§ WHAT YOU HAVE TO DO: Would you please return the lines of the material that contain the word "axis"?

:::

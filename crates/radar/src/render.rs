use tracing::{debug, trace};

use crate::color::{Rgba, LIME, TRANSPARENT};
use crate::config::RadarConfig;
use crate::distance::DistanceResolver;
use crate::geometry::{project, scaled_radius, Projection, ScreenPoint};
use crate::host::{EntityId, Observer, SceneEntity};
use crate::raster::{draw_text_centered, fill_circle, fill_rect, stroke_circle, Surface};

const RIM_INSET_PX: f32 = 1.0;
const RIM_WIDTH_PX: f32 = 1.5;
const RING_WIDTH_PX: f32 = 1.0;
const RING_LABEL_GAP_PX: f32 = 5.0;
const CROSSHAIR_COLOR: Rgba = [0, 255, 0, 51];
const MIN_SELF_MARKER_PX: f32 = 3.0;

#[derive(Debug, Clone, Copy, PartialEq)]
pub struct RenderedBlip {
    pub id: EntityId,
    pub point: ScreenPoint,
    pub color: Rgba,
}

#[derive(Debug, Clone, PartialEq)]
pub struct RenderedRing {
    pub distance: f32,
    pub radius: f32,
    pub label: String,
}

/// Entities left off the radar this pass, by reason.
#[derive(Debug, Clone, Copy, Default, PartialEq, Eq)]
pub struct SkipCounts {
    pub hidden: usize,
    pub unmeasured: usize,
    pub out_of_range: usize,
    pub unprojectable: usize,
}

impl SkipCounts {
    pub fn total(&self) -> usize {
        self.hidden + self.unmeasured + self.out_of_range + self.unprojectable
    }
}

#[derive(Debug, Clone, Default, PartialEq)]
pub struct RenderReport {
    pub observer: Option<EntityId>,
    pub max_distance: f32,
    pub rings: Vec<RenderedRing>,
    pub blips: Vec<RenderedBlip>,
    pub skipped: SkipCounts,
}

#[derive(Debug, Default)]
pub struct RenderPipeline {
    passes: u64,
}

impl RenderPipeline {
    pub fn new() -> Self {
        Self::default()
    }

    pub fn passes(&self) -> u64 {
        self.passes
    }

    pub fn render(
        &mut self,
        surface: &mut Surface,
        observer: Option<&Observer>,
        entities: &[SceneEntity],
        config: &RadarConfig,
        resolver: &DistanceResolver,
    ) -> RenderReport {
        self.passes = self.passes.saturating_add(1);
        surface.clear(TRANSPARENT);

        let mut report = RenderReport::default();
        let Some(observer) = observer.filter(|observer| observer.position.is_finite()) else {
            trace!(pass = self.passes, "radar_render_blank");
            return report;
        };
        report.observer = Some(observer.id);

        let width = surface.width();
        let height = surface.height();
        let radius = width.min(height) as f32 * 0.5;
        let center = (radius, radius);
        let max_distance =
            resolver.effective_max_distance(observer, config.max_distance, config.use_sensor_range);
        report.max_distance = max_distance;
        let frame = surface.frame_mut();

        stroke_circle(
            frame,
            width,
            height,
            center,
            (radius - RIM_INSET_PX).max(0.0),
            RIM_WIDTH_PX,
            LIME,
        );

        let axis = radius as i32;
        fill_rect(frame, width, height, axis, 0, 1, height as i32, CROSSHAIR_COLOR);
        fill_rect(frame, width, height, 0, axis, width as i32, 1, CROSSHAIR_COLOR);

        if config.show_range_rings {
            for distance in config.ring_policy.ring_distances(max_distance) {
                let ring_radius = scaled_radius(distance, max_distance, radius);
                let label = format!("{}", distance.round() as i64);
                stroke_circle(
                    frame,
                    width,
                    height,
                    center,
                    ring_radius,
                    RING_WIDTH_PX,
                    config.ring_color,
                );
                draw_text_centered(
                    frame,
                    width,
                    height,
                    radius,
                    radius - ring_radius - RING_LABEL_GAP_PX,
                    &label,
                    config.ring_color,
                );
                report.rings.push(RenderedRing {
                    distance,
                    radius: ring_radius,
                    label,
                });
            }
        }

        fill_circle(
            frame,
            width,
            height,
            center,
            MIN_SELF_MARKER_PX.max(config.blip_size_px * 0.75),
            config.self_color,
        );

        for entity in entities {
            if !entity.visible {
                report.skipped.hidden += 1;
                continue;
            }
            if entity.id == observer.id {
                continue;
            }
            if !entity.position.is_finite() {
                report.skipped.unprojectable += 1;
                continue;
            }
            let Some(distance) = resolver.resolve(observer, entity) else {
                report.skipped.unmeasured += 1;
                continue;
            };

            match project(
                observer.position,
                entity.position,
                distance,
                max_distance,
                radius,
            ) {
                Projection::Blip(point) => {
                    let color = config.palette.color_for(entity.disposition);
                    fill_circle(
                        frame,
                        width,
                        height,
                        (point.x, point.y),
                        config.blip_size_px,
                        color,
                    );
                    report.blips.push(RenderedBlip {
                        id: entity.id,
                        point,
                        color,
                    });
                }
                Projection::OutOfRange => report.skipped.out_of_range += 1,
                Projection::Unprojectable => report.skipped.unprojectable += 1,
            }
        }

        debug!(
            pass = self.passes,
            observer = observer.id.0,
            max_distance,
            blips = report.blips.len(),
            skipped = report.skipped.total(),
            "radar_rendered"
        );
        report
    }
}

#[cfg(test)]
mod tests {
    use super::*;
    use crate::config::RingPolicy;
    use crate::distance::{DistanceOracle, EuclideanDistance, MeasureError, ObserverSensorRange};
    use crate::geometry::Vec2;
    use crate::host::Disposition;

    const HOSTILE: Rgba = [255, 0, 0, 255];
    const NEUTRAL: Rgba = [255, 255, 0, 255];

    struct FailsAtX(f32);

    impl DistanceOracle for FailsAtX {
        fn measure(&self, from: Vec2, to: Vec2) -> Result<f32, MeasureError> {
            if to.x == self.0 {
                return Err(MeasureError::Unavailable("ray crosses a wall".to_string()));
            }
            EuclideanDistance {
                pixels_per_unit: 1.0,
            }
            .measure(from, to)
        }
    }

    fn euclidean() -> DistanceResolver {
        DistanceResolver::new(Box::new(EuclideanDistance {
            pixels_per_unit: 1.0,
        }))
    }

    fn observer_at(x: f32, y: f32) -> Observer {
        Observer {
            id: EntityId(1),
            position: Vec2::new(x, y),
            sensor_range: None,
        }
    }

    fn entity(id: u64, x: f32, y: f32, disposition: Disposition) -> SceneEntity {
        SceneEntity {
            id: EntityId(id),
            position: Vec2::new(x, y),
            visible: true,
            disposition,
        }
    }

    fn small_config() -> RadarConfig {
        RadarConfig {
            size_px: 50,
            max_distance: 20.0,
            ..RadarConfig::default()
        }
    }

    #[test]
    fn hostile_blip_lands_on_projected_pixel() {
        let config = small_config();
        let mut surface = Surface::new(50, 50);
        let observer = observer_at(0.0, 0.0);
        let entities = [entity(2, 10.0, 0.0, Disposition::Hostile)];

        let report = RenderPipeline::new().render(
            &mut surface,
            Some(&observer),
            &entities,
            &config,
            &euclidean(),
        );

        assert_eq!(report.blips.len(), 1);
        let blip = report.blips[0];
        assert!((blip.point.x - 35.0).abs() < 0.0001);
        assert!((blip.point.y - 25.0).abs() < 0.0001);
        assert_eq!(blip.color, HOSTILE);
        assert_eq!(surface.pixel(35, 25), Some(HOSTILE));
    }

    #[test]
    fn unclassified_entities_use_neutral_color() {
        let mut surface = Surface::new(50, 50);
        let observer = observer_at(0.0, 0.0);
        let entities = [entity(2, 0.0, 5.0, Disposition::Unclassified)];

        let report = RenderPipeline::new().render(
            &mut surface,
            Some(&observer),
            &entities,
            &small_config(),
            &euclidean(),
        );

        assert_eq!(report.blips[0].color, NEUTRAL);
    }

    #[test]
    fn failed_measurement_skips_only_that_entity() {
        let resolver = DistanceResolver::new(Box::new(FailsAtX(-7.0)));
        let mut surface = Surface::new(50, 50);
        let observer = observer_at(0.0, 0.0);
        let entities = [
            entity(2, 3.0, 0.0, Disposition::Friendly),
            entity(3, -7.0, 2.0, Disposition::Hostile),
            entity(4, 0.0, -9.0, Disposition::Neutral),
        ];

        let report = RenderPipeline::new().render(
            &mut surface,
            Some(&observer),
            &entities,
            &small_config(),
            &resolver,
        );

        let ids: Vec<EntityId> = report.blips.iter().map(|blip| blip.id).collect();
        assert_eq!(ids, vec![EntityId(2), EntityId(4)]);
        assert_eq!(report.skipped.unmeasured, 1);
    }

    #[test]
    fn repeated_render_produces_identical_frames() {
        let config = small_config();
        let observer = observer_at(40.0, 40.0);
        let entities = [
            entity(2, 45.0, 38.0, Disposition::Hostile),
            entity(3, 30.0, 52.0, Disposition::Friendly),
        ];
        let resolver = euclidean();
        let mut pipeline = RenderPipeline::new();
        let mut surface = Surface::new(50, 50);

        let first_report =
            pipeline.render(&mut surface, Some(&observer), &entities, &config, &resolver);
        let first_frame = surface.frame().to_vec();
        let second_report =
            pipeline.render(&mut surface, Some(&observer), &entities, &config, &resolver);

        assert_eq!(first_report, second_report);
        assert_eq!(surface.frame(), first_frame.as_slice());
        assert_eq!(pipeline.passes(), 2);
    }

    #[test]
    fn missing_observer_leaves_blank_frame() {
        let mut surface = Surface::new(50, 50);
        surface.clear(HOSTILE);
        let entities = [entity(2, 1.0, 1.0, Disposition::Hostile)];

        let report =
            RenderPipeline::new().render(&mut surface, None, &entities, &small_config(), &euclidean());

        assert!(surface.frame().iter().all(|byte| *byte == 0));
        assert_eq!(report, RenderReport::default());
    }

    #[test]
    fn observer_with_non_finite_position_leaves_blank_frame() {
        let mut surface = Surface::new(50, 50);
        let observer = observer_at(f32::NAN, 0.0);
        let report =
            RenderPipeline::new().render(&mut surface, Some(&observer), &[], &small_config(), &euclidean());
        assert!(surface.frame().iter().all(|byte| *byte == 0));
        assert_eq!(report.observer, None);
    }

    #[test]
    fn hidden_observer_and_far_entities_are_filtered() {
        let mut surface = Surface::new(50, 50);
        let observer = observer_at(0.0, 0.0);
        let mut hidden = entity(3, 2.0, 2.0, Disposition::Hostile);
        hidden.visible = false;
        let entities = [
            entity(1, 0.0, 0.0, Disposition::Friendly),
            hidden,
            entity(4, 25.0, 0.0, Disposition::Hostile),
            entity(5, f32::INFINITY, 0.0, Disposition::Hostile),
            entity(6, 0.0, 20.0, Disposition::Hostile),
        ];

        let report = RenderPipeline::new().render(
            &mut surface,
            Some(&observer),
            &entities,
            &small_config(),
            &euclidean(),
        );

        let ids: Vec<EntityId> = report.blips.iter().map(|blip| blip.id).collect();
        assert_eq!(ids, vec![EntityId(6)]);
        assert_eq!(
            report.skipped,
            SkipCounts {
                hidden: 1,
                unmeasured: 0,
                out_of_range: 1,
                unprojectable: 1,
            }
        );
    }

    #[test]
    fn fixed_count_rings_are_labeled_and_monotone() {
        let config = RadarConfig {
            max_distance: 30.0,
            ..RadarConfig::default()
        };
        let mut surface = Surface::new(150, 150);
        let observer = observer_at(0.0, 0.0);

        let report =
            RenderPipeline::new().render(&mut surface, Some(&observer), &[], &config, &euclidean());

        let labels: Vec<&str> = report.rings.iter().map(|ring| ring.label.as_str()).collect();
        assert_eq!(labels, vec!["8", "15", "23", "30"]);
        assert!(report
            .rings
            .windows(2)
            .all(|pair| pair[0].radius < pair[1].radius));
        assert!((report.rings[3].radius - 70.0).abs() < 0.0001);
    }

    #[test]
    fn fixed_step_rings_follow_step() {
        let config = RadarConfig {
            max_distance: 30.0,
            ring_policy: RingPolicy::FixedStep(10.0),
            ..RadarConfig::default()
        };
        let mut surface = Surface::new(150, 150);
        let report = RenderPipeline::new().render(
            &mut surface,
            Some(&observer_at(0.0, 0.0)),
            &[],
            &config,
            &euclidean(),
        );
        let labels: Vec<&str> = report.rings.iter().map(|ring| ring.label.as_str()).collect();
        assert_eq!(labels, vec!["10", "20", "30"]);
    }

    #[test]
    fn disabled_rings_draw_none() {
        let config = RadarConfig {
            show_range_rings: false,
            ..small_config()
        };
        let mut surface = Surface::new(50, 50);
        let report = RenderPipeline::new().render(
            &mut surface,
            Some(&observer_at(0.0, 0.0)),
            &[],
            &config,
            &euclidean(),
        );
        assert!(report.rings.is_empty());
    }

    #[test]
    fn observer_marker_and_rim_are_painted() {
        let config = small_config();
        let mut surface = Surface::new(50, 50);
        RenderPipeline::new().render(
            &mut surface,
            Some(&observer_at(0.0, 0.0)),
            &[],
            &config,
            &euclidean(),
        );

        assert_eq!(surface.pixel(25, 25), Some(config.self_color));
        assert_eq!(surface.pixel(25, 1), Some(LIME));
        assert_eq!(surface.pixel(0, 0), Some(TRANSPARENT));
    }

    #[test]
    fn sensor_range_widens_max_distance_when_enabled() {
        let resolver = euclidean().with_strategy(Box::new(ObserverSensorRange));
        let config = RadarConfig {
            use_sensor_range: true,
            ..small_config()
        };
        let mut observer = observer_at(0.0, 0.0);
        observer.sensor_range = Some(40.0);
        let entities = [entity(2, 30.0, 0.0, Disposition::Hostile)];
        let mut surface = Surface::new(50, 50);

        let report =
            RenderPipeline::new().render(&mut surface, Some(&observer), &entities, &config, &resolver);

        assert_eq!(report.max_distance, 40.0);
        assert_eq!(report.blips.len(), 1);
    }
}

:::

§ SOLUTION:
        let axis = radius as i32;
        fill_rect(frame, width, height, axis, 0, 1, height as i32, CROSSHAIR_COLOR);
        fill_rect(frame, width, height, 0, axis, width as i32, 1, CROSSHAIR_COLOR);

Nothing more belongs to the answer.